Work order -
Only lines that contain the string "published" should be returned from the material below.

Study material -
»»

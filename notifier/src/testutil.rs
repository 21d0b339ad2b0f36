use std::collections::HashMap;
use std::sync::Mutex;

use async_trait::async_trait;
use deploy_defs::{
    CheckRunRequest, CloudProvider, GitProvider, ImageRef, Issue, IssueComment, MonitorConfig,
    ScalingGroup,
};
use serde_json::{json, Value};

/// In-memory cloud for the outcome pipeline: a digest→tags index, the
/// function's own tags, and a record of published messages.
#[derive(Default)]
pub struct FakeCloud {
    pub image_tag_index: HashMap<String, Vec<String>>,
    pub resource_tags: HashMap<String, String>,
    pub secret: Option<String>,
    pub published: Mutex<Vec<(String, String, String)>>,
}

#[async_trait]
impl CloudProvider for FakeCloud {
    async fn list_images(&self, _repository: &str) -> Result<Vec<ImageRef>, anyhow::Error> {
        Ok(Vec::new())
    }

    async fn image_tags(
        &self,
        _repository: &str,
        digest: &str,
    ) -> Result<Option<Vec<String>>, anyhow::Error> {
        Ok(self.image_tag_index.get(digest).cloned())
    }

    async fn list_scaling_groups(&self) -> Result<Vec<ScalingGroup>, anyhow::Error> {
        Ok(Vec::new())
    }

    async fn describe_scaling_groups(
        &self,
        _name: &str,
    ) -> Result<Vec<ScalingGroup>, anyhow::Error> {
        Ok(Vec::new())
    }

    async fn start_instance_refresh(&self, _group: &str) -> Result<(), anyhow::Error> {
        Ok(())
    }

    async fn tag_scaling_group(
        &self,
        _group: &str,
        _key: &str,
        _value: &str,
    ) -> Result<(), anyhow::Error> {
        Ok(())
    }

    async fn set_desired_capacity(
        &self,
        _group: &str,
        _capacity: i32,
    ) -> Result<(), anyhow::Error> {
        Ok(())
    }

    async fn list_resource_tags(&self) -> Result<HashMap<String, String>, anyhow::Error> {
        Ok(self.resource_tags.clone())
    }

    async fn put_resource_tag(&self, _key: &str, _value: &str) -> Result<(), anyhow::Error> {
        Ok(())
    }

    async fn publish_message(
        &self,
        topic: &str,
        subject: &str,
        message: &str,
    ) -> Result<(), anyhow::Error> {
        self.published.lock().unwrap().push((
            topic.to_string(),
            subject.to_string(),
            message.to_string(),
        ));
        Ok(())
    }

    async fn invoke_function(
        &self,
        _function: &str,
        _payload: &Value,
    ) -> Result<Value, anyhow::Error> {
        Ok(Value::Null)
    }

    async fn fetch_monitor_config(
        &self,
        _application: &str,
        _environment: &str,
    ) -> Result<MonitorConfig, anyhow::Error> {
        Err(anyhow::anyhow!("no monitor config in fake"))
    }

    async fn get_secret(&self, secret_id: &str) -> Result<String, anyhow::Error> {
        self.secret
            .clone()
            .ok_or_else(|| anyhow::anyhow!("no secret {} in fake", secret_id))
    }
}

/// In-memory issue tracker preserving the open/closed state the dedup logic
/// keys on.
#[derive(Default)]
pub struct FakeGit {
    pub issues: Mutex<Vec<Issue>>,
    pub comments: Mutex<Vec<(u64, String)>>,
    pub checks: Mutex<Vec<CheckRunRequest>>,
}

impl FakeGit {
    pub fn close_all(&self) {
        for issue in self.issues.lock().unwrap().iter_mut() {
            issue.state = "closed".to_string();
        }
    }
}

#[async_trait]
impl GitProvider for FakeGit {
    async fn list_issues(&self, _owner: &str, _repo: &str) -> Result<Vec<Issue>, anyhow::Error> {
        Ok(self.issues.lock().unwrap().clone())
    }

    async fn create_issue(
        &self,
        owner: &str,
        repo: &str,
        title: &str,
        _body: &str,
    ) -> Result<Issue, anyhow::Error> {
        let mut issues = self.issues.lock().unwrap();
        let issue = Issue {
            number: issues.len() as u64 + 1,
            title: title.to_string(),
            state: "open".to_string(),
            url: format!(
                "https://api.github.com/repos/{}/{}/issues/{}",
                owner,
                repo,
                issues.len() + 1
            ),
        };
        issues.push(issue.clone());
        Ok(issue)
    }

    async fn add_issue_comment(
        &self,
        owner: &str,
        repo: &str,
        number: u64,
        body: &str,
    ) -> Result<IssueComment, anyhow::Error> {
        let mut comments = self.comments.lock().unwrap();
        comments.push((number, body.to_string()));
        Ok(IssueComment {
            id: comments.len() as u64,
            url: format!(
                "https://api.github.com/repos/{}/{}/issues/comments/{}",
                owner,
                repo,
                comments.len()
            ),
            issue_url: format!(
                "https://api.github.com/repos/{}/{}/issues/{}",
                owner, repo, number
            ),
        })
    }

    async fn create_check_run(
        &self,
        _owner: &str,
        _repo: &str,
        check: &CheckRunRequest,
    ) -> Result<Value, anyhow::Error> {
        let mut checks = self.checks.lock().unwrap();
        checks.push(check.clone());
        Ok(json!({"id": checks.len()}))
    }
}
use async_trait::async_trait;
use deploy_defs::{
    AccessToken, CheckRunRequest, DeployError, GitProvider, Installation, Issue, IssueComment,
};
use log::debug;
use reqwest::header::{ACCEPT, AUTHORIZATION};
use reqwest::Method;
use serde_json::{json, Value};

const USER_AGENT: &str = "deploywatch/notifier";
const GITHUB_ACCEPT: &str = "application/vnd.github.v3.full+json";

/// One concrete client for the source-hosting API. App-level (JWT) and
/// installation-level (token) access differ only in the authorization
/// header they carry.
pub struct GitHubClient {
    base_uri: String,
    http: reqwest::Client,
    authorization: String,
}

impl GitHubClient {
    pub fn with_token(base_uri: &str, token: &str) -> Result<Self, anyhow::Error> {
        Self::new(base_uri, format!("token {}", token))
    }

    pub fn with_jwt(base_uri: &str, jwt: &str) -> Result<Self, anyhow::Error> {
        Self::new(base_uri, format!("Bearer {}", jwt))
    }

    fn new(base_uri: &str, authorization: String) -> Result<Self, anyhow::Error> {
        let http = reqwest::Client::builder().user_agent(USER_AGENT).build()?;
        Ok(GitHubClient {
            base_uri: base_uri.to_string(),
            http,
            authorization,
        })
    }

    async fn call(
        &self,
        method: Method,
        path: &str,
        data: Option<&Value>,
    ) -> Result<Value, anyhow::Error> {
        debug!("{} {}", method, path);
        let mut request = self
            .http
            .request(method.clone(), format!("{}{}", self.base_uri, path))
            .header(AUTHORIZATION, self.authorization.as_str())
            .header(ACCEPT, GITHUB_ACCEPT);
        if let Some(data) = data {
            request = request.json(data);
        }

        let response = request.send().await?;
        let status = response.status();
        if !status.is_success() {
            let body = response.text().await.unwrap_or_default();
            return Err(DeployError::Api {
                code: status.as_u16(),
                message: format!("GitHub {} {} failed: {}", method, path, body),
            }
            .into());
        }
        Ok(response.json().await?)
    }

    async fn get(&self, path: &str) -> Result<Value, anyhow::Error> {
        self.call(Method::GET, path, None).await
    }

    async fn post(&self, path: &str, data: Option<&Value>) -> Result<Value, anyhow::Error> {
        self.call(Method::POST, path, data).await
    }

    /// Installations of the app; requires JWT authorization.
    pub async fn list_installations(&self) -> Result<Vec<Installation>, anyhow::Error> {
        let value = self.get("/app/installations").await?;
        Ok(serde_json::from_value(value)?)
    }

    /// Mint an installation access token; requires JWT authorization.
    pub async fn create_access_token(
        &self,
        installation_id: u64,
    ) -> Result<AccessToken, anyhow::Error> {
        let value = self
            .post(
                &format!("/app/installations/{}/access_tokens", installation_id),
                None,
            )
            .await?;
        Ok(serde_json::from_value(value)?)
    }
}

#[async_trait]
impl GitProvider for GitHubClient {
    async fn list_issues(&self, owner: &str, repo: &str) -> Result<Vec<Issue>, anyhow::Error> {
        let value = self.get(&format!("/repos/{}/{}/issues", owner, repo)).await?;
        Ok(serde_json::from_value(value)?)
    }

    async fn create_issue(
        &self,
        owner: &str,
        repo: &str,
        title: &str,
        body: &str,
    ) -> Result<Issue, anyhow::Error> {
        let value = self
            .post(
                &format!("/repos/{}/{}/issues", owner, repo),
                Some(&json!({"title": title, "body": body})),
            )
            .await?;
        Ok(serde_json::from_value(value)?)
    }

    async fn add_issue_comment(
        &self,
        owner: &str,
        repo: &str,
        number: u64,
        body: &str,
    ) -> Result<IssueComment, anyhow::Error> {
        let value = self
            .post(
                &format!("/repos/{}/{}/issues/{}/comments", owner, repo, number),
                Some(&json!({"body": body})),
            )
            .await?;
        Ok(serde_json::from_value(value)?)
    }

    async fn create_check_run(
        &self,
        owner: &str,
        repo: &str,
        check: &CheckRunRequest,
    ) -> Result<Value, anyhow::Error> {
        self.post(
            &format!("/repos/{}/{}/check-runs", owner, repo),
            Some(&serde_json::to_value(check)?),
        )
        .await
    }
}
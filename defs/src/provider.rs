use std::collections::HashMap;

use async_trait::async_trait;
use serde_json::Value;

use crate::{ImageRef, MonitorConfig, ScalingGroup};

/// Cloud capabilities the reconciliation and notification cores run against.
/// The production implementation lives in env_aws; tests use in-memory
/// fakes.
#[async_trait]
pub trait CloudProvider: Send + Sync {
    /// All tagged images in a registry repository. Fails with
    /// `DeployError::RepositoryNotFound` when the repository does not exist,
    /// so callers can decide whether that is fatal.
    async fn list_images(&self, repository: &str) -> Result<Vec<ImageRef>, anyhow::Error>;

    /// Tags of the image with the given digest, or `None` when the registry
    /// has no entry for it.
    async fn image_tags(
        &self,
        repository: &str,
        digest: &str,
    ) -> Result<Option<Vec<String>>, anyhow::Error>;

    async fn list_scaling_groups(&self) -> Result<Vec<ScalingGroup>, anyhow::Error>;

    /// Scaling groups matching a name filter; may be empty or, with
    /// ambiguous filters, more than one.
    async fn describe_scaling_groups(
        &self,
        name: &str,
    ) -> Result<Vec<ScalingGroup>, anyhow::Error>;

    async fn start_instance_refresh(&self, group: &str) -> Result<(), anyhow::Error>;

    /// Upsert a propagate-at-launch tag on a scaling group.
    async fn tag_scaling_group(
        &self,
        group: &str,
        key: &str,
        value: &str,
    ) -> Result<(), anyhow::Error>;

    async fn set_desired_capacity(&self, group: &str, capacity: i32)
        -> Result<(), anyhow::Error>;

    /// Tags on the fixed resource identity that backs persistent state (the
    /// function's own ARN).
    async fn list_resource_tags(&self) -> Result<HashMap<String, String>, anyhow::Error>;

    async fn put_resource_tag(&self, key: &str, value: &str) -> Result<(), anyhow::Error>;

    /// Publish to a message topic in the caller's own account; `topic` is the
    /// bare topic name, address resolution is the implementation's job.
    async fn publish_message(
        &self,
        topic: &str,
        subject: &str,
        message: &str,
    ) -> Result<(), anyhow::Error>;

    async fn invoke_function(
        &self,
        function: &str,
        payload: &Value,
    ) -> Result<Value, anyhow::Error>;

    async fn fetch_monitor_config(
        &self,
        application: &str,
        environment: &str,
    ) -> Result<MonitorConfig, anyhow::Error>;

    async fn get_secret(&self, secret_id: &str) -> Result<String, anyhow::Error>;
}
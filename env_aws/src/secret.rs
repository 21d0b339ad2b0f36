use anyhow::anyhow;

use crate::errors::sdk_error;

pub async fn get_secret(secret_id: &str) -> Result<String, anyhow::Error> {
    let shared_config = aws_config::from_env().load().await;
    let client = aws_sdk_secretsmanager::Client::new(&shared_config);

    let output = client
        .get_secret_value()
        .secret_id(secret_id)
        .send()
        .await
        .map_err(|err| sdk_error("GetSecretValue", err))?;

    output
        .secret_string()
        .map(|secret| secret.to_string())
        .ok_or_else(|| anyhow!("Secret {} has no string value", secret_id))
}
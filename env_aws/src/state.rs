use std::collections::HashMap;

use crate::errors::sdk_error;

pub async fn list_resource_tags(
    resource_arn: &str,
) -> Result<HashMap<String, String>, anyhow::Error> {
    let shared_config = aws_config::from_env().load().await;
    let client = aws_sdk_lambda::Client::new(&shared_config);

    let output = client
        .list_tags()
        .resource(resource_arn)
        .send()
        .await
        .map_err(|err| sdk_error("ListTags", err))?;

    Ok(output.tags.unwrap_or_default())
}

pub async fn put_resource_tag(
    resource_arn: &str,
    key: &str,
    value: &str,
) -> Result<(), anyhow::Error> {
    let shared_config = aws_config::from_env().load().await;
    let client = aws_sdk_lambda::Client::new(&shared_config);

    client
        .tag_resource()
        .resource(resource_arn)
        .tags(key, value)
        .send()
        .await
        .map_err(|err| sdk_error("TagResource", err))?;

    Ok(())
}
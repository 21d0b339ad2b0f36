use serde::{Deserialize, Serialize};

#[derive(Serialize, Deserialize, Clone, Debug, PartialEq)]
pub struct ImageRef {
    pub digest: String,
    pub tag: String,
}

««

Answer box -
/// function's own tags, and a record of published messages.
    pub published: Mutex<Vec<(String, String, String)>>,
        self.published.lock().unwrap().push((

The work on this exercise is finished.